Whenever the string "confirmation" turns up in a line below, that line should be copied.

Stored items
......
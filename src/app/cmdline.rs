//! The `:` command line.
//!
//! [CmdLine] is the line being edited; [parse] turns a finished line (typed by the user
//! or received over IPC) into a [LineCommand].

#[derive(Debug, Default, Clone)]
pub struct CmdLine {
    input: String,
}

impl CmdLine {
    pub fn new() -> Self {
        Self::default()
    }

    #[inline]
    pub fn input(&self) -> &str {
        &self.input
    }

    pub fn push(&mut self, c: char) {
        self.input.push(c);
    }

    /// Deletes the last character. Returns `false` if the line was already empty.
    pub fn backspace(&mut self) -> bool {
        self.input.pop().is_some()
    }

    pub fn take(&mut self) -> String {
        std::mem::take(&mut self.input)
    }
}

#[derive(Debug, Clone, PartialEq, Eq)]
pub enum LineCommand {
    Empty,
    Quit,
    Cd(String),
    Shell(String),
    Echo(String),
    Jobs,
}

pub fn parse(line: &str) -> Result<LineCommand, String> {
    let line = line.trim_start_matches(':').trim();
    if line.is_empty() {
        return Ok(LineCommand::Empty);
    }

    if let Some(cmd) = line.strip_prefix('!') {
        let cmd = cmd.trim();
        if cmd.is_empty() {
            return Err("No shell command given".to_string());
        }
        return Ok(LineCommand::Shell(cmd.to_string()));
    }

    let (name, arg) = match line.split_once(char::is_whitespace) {
        Some((name, arg)) => (name, arg.trim()),
        None => (line, ""),
    };

    match name {
        "q" | "quit" => Ok(LineCommand::Quit),
        "cd" => Ok(LineCommand::Cd(if arg.is_empty() { "~" } else { arg }.to_string())),
        "echo" => Ok(LineCommand::Echo(arg.replace("\\n", "\n"))),
        "jobs" => Ok(LineCommand::Jobs),
        _ => Err(format!("Unknown command: {name}")),
    }
}

#[cfg(test)]
mod tests {
    use super::*;

    #[test]
    fn parses_known_commands() {
        assert_eq!(parse(""), Ok(LineCommand::Empty));
        assert_eq!(parse("q"), Ok(LineCommand::Quit));
        assert_eq!(parse(":quit"), Ok(LineCommand::Quit));
        assert_eq!(parse("cd  /tmp "), Ok(LineCommand::Cd("/tmp".into())));
        assert_eq!(parse("cd"), Ok(LineCommand::Cd("~".into())));
        assert_eq!(parse("!make -j4"), Ok(LineCommand::Shell("make -j4".into())));
        assert_eq!(parse("jobs"), Ok(LineCommand::Jobs));
    }

    #[test]
    fn echo_expands_newlines() {
        assert_eq!(
            parse(r"echo one\ntwo"),
            Ok(LineCommand::Echo("one\ntwo".into()))
        );
    }

    #[test]
    fn rejects_unknown_and_empty_shell() {
        assert_eq!(parse("frobnicate x"), Err("Unknown command: frobnicate".into()));
        assert!(parse("!  ").is_err());
    }

    #[test]
    fn editing() {
        let mut line = CmdLine::new();
        line.push('c');
        line.push('d');
        assert!(line.backspace());
        assert_eq!(line.input(), "c");
        assert_eq!(line.take(), "c");
        assert!(!line.backspace());
    }
}
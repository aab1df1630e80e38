//! Published input buffers.
//!
//! The status bar shows the keys of the sequence that is still being typed. Each
//! running loop publishes its own buffer here; a nested loop (a confirmation dialog
//! for instance) pushes a fresh frame and pops it on exit, so the outer loop finds its
//! echo exactly as it left it.

/// Identity of one published frame.
#[derive(Debug, Clone, Copy, PartialEq, Eq, Hash)]
pub struct FrameId(u64);

#[derive(Debug)]
struct EchoFrame {
    id: FrameId,
    keys: String,
}

#[derive(Debug, Default)]
pub struct InputEcho {
    frames: Vec<EchoFrame>,
    next_id: u64,
}

impl InputEcho {
    pub fn new() -> Self {
        Self::default()
    }

    /// Publishes a new, empty frame on top of the current one.
    pub fn enter(&mut self) -> FrameId {
        let id = FrameId(self.next_id);
        self.next_id = self.next_id.wrapping_add(1);
        self.frames.push(EchoFrame {
            id,
            keys: String::new(),
        });
        id
    }

    /// Unpublishes `id` and everything pushed above it.
    pub fn leave(&mut self, id: FrameId) {
        if let Some(pos) = self.frames.iter().rposition(|f| f.id == id) {
            debug_assert_eq!(pos + 1, self.frames.len(), "echo frames left unbalanced");
            self.frames.truncate(pos);
        }
    }

    #[inline]
    pub fn current_frame(&self) -> Option<FrameId> {
        self.frames.last().map(|f| f.id)
    }

    #[inline]
    pub fn depth(&self) -> usize {
        self.frames.len()
    }

    /// Text shown in the input bar: the keys of the innermost frame.
    pub fn current(&self) -> &str {
        self.frames.last().map_or("", |f| f.keys.as_str())
    }

    pub fn is_input_empty(&self) -> bool {
        self.current().is_empty()
    }

    pub fn publish(&mut self, keys: &[char]) {
        if let Some(frame) = self.frames.last_mut() {
            frame.keys.clear();
            frame.keys.extend(keys.iter().copied().map(printable));
        }
    }

    pub fn clear(&mut self) {
        if let Some(frame) = self.frames.last_mut() {
            frame.keys.clear();
        }
    }
}

/// Control characters are shown in caret notation.
fn printable(c: char) -> char {
    match c {
        '\x1b' => '^',
        c if c.is_control() => '?',
        c => c,
    }
}

#[cfg(test)]
mod tests {
    use super::*;

    #[test]
    fn nested_frames_restore_outer() {
        let mut echo = InputEcho::new();
        let outer = echo.enter();
        echo.publish(&['d', '2']);

        let inner = echo.enter();
        assert!(echo.is_input_empty());
        echo.publish(&['y']);
        assert_eq!(echo.current(), "y");
        echo.leave(inner);

        assert_eq!(echo.current_frame(), Some(outer));
        assert_eq!(echo.current(), "d2");
        echo.leave(outer);
        assert_eq!(echo.depth(), 0);
        assert_eq!(echo.current(), "");
    }

    #[test]
    fn clear_only_touches_top() {
        let mut echo = InputEcho::new();
        let outer = echo.enter();
        echo.publish(&['g']);
        let inner = echo.enter();
        echo.publish(&['x']);
        echo.clear();
        echo.leave(inner);
        assert_eq!(echo.current(), "g");
        echo.leave(outer);
    }

    #[test]
    fn escape_is_shown_as_caret() {
        let mut echo = InputEcho::new();
        let _frame = echo.enter();
        echo.publish(&['\x1b']);
        assert_eq!(echo.current(), "^");
    }
}
//! Mode stack of the application.
//!
//! The bottom of the stack is always normal mode. A menu is a primary mode of its own;
//! the command line and confirmation prompts sit on top of whichever primary mode is
//! active.

use crate::app::cmdline::CmdLine;
use crate::core::{ModeKind, QuitFlag};

#[derive(Debug)]
pub enum Mode {
    Normal,
    CmdLine(CmdLine),
    Menu(Menu),
    Msg(Prompt),
}

impl Mode {
    pub fn kind(&self) -> ModeKind {
        match self {
            Mode::Normal => ModeKind::Normal,
            Mode::CmdLine(_) => ModeKind::CmdLine,
            Mode::Menu(_) => ModeKind::Menu,
            Mode::Msg(_) => ModeKind::Msg,
        }
    }
}

/// Scrollable list of lines with a cursor.
#[derive(Debug)]
pub struct Menu {
    title: String,
    items: Vec<String>,
    cursor: usize,
}

impl Menu {
    pub fn new(title: impl Into<String>, items: Vec<String>) -> Self {
        Self {
            title: title.into(),
            items,
            cursor: 0,
        }
    }

    #[inline]
    pub fn title(&self) -> &str {
        &self.title
    }

    #[inline]
    pub fn items(&self) -> &[String] {
        &self.items
    }

    #[inline]
    pub fn cursor(&self) -> usize {
        self.cursor
    }

    pub fn move_cursor(&mut self, delta: isize) {
        let last = self.items.len().saturating_sub(1);
        self.cursor = self.cursor.saturating_add_signed(delta).min(last);
    }
}

/// A yes/no question answered from a nested loop.
///
/// The prompt owns the quit flag of that loop and sets it once answered.
#[derive(Debug)]
pub struct Prompt {
    question: String,
    answer: Option<bool>,
    quit: QuitFlag,
}

impl Prompt {
    pub fn new(question: impl Into<String>, quit: QuitFlag) -> Self {
        Self {
            question: question.into(),
            answer: None,
            quit,
        }
    }

    #[inline]
    pub fn question(&self) -> &str {
        &self.question
    }

    #[inline]
    pub fn answer(&self) -> Option<bool> {
        self.answer
    }

    /// Records the first answer and ends the loop. Later answers are ignored.
    pub fn answer_with(&mut self, yes: bool) {
        if self.answer.is_none() {
            self.answer = Some(yes);
            self.quit.set();
        }
    }
}

#[derive(Debug)]
pub struct Modes {
    stack: Vec<Mode>,
}

impl Default for Modes {
    fn default() -> Self {
        Self {
            stack: vec![Mode::Normal],
        }
    }
}

impl Modes {
    pub fn new() -> Self {
        Self::default()
    }

    pub fn current_mut(&mut self) -> Option<&mut Mode> {
        self.stack.last_mut()
    }

    #[inline]
    pub fn current_kind(&self) -> ModeKind {
        self.stack.last().map_or(ModeKind::Normal, Mode::kind)
    }

    /// The innermost normal or menu mode.
    pub fn primary_kind(&self) -> ModeKind {
        self.stack
            .iter()
            .rev()
            .map(Mode::kind)
            .find(|k| matches!(k, ModeKind::Normal | ModeKind::Menu))
            .unwrap_or(ModeKind::Normal)
    }

    pub fn push(&mut self, mode: Mode) {
        tracing::trace!(mode = ?mode.kind(), "enter mode");
        self.stack.push(mode);
    }

    /// Leaves the current mode. Normal mode at the bottom is never left.
    pub fn pop(&mut self) -> Option<Mode> {
        if self.stack.len() <= 1 {
            return None;
        }
        let mode = self.stack.pop();
        tracing::trace!(mode = ?mode.as_ref().map(Mode::kind), "leave mode");
        mode
    }

    /// The menu on top of the stack, if any. Used for drawing.
    pub fn menu(&self) -> Option<&Menu> {
        self.stack.iter().rev().find_map(|m| match m {
            Mode::Menu(menu) => Some(menu),
            _ => None,
        })
    }

    /// The command line being edited, if it is the current mode.
    pub fn cmdline(&self) -> Option<&CmdLine> {
        match self.stack.last() {
            Some(Mode::CmdLine(line)) => Some(line),
            _ => None,
        }
    }

    /// The pending question, if a prompt is the current mode.
    pub fn prompt(&self) -> Option<&Prompt> {
        match self.stack.last() {
            Some(Mode::Msg(prompt)) => Some(prompt),
            _ => None,
        }
    }
}

#[cfg(test)]
mod tests {
    use super::*;

    #[test]
    fn primary_and_current() {
        let mut modes = Modes::new();
        assert_eq!(modes.primary_kind(), ModeKind::Normal);

        modes.push(Mode::Menu(Menu::new("Jobs", vec!["a".into()])));
        modes.push(Mode::CmdLine(CmdLine::new()));
        assert_eq!(modes.current_kind(), ModeKind::CmdLine);
        assert_eq!(modes.primary_kind(), ModeKind::Menu);

        assert!(modes.pop().is_some());
        assert!(modes.pop().is_some());
        assert!(modes.pop().is_none());
        assert_eq!(modes.current_kind(), ModeKind::Normal);
    }

    #[test]
    fn prompt_answers_once() {
        let quit = QuitFlag::new();
        let mut prompt = Prompt::new("Delete?", quit.clone());
        prompt.answer_with(false);
        prompt.answer_with(true);
        assert_eq!(prompt.answer(), Some(false));
        assert!(quit.is_set());
    }

    #[test]
    fn menu_cursor_is_clamped() {
        let mut menu = Menu::new("m", vec!["a".into(), "b".into()]);
        menu.move_cursor(5);
        assert_eq!(menu.cursor(), 1);
        menu.move_cursor(-9);
        assert_eq!(menu.cursor(), 0);
    }
}
//! Status line, menu overlay and confirmation popup.

use crate::app::{App, Menu};

use ratatui::{
    Frame,
    layout::{Alignment, Constraint, Layout, Rect},
    style::{Color, Modifier, Style},
    text::{Line, Span},
    widgets::{Block, Borders, Clear, List, ListItem, ListState, Paragraph},
};
use unicode_width::UnicodeWidthStr;

/// Rows taken by the status area: one, or one per line of a multiline message (at
/// most half the screen).
pub fn status_height(app: &App, total: u16) -> u16 {
    let status = app.status();
    if !status.is_multiline() {
        return 1;
    }
    let lines = u16::try_from(status.message().lines().count()).unwrap_or(u16::MAX);
    lines.min(total / 2).max(1)
}

/// Draws the message (or the command line being edited) on the left and the pending
/// keys with the position ruler on the right of the last row.
pub fn draw_status(frame: &mut Frame, app: &App, area: Rect) {
    if area.height == 0 {
        return;
    }
    let last_row = Rect {
        y: area.y + area.height - 1,
        height: 1,
        ..area
    };

    let right = format!("{}  {} ", app.echo().current(), app.ruler());
    let right_width = u16::try_from(right.width()).unwrap_or(area.width);
    frame.render_widget(
        Paragraph::new(Span::styled(right, Style::default().fg(Color::DarkGray)))
            .alignment(Alignment::Right),
        last_row,
    );

    if let Some(line) = app.modes().cmdline() {
        let text = format!(":{}", line.input());
        let cursor_x = area.x + u16::try_from(text.width()).unwrap_or(area.width);
        frame.render_widget(Paragraph::new(text), shrink(area, right_width));
        frame.set_cursor_position((cursor_x.min(area.right().saturating_sub(1)), area.y));
        return;
    }

    let status = app.status();
    let style = if status.is_error() {
        Style::default().fg(Color::Red)
    } else {
        Style::default()
    };
    let lines: Vec<Line> = status
        .message()
        .lines()
        .map(|l| Line::from(Span::styled(l.to_string(), style)))
        .collect();
    frame.render_widget(Paragraph::new(lines), shrink(area, right_width));
}

fn shrink(area: Rect, right_width: u16) -> Rect {
    Rect {
        width: area.width.saturating_sub(right_width),
        ..area
    }
}

/// Draws `menu` over `area`.
pub fn draw_menu(frame: &mut Frame, menu: &Menu, area: Rect) {
    frame.render_widget(Clear, area);

    let block = Block::default()
        .borders(Borders::ALL)
        .border_style(Style::default().fg(Color::Cyan))
        .title(format!(" {} ", menu.title()));
    let items: Vec<ListItem> = menu
        .items()
        .iter()
        .map(|item| ListItem::new(item.as_str()))
        .collect();

    let mut state = ListState::default();
    state.select(Some(menu.cursor()));
    frame.render_stateful_widget(
        List::new(items)
            .block(block)
            .highlight_style(Style::default().add_modifier(Modifier::REVERSED)),
        area,
        &mut state,
    );
}

/// Centered popup asking `question`.
pub fn draw_prompt(frame: &mut Frame, question: &str, area: Rect) {
    let [_, middle, _] = Layout::vertical([
        Constraint::Percentage(40),
        Constraint::Length(3),
        Constraint::Percentage(40),
    ])
    .areas(area);
    let [_, popup_area, _] = Layout::horizontal([
        Constraint::Percentage(20),
        Constraint::Percentage(60),
        Constraint::Percentage(20),
    ])
    .areas(middle);

    frame.render_widget(Clear, popup_area);

    let block = Block::default()
        .title(" Confirm ")
        .borders(Borders::ALL)
        .border_style(Style::default().fg(Color::Red));

    frame.render_widget(
        Paragraph::new(question)
            .block(block)
            .alignment(Alignment::Center),
        popup_area,
    );
}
......
Task solution:
//! running loop publishes its own buffer here; a nested loop (a confirmation dialog
//! the command line and confirmation prompts sit on top of whichever primary mode is
//! Status line, menu overlay and confirmation popup.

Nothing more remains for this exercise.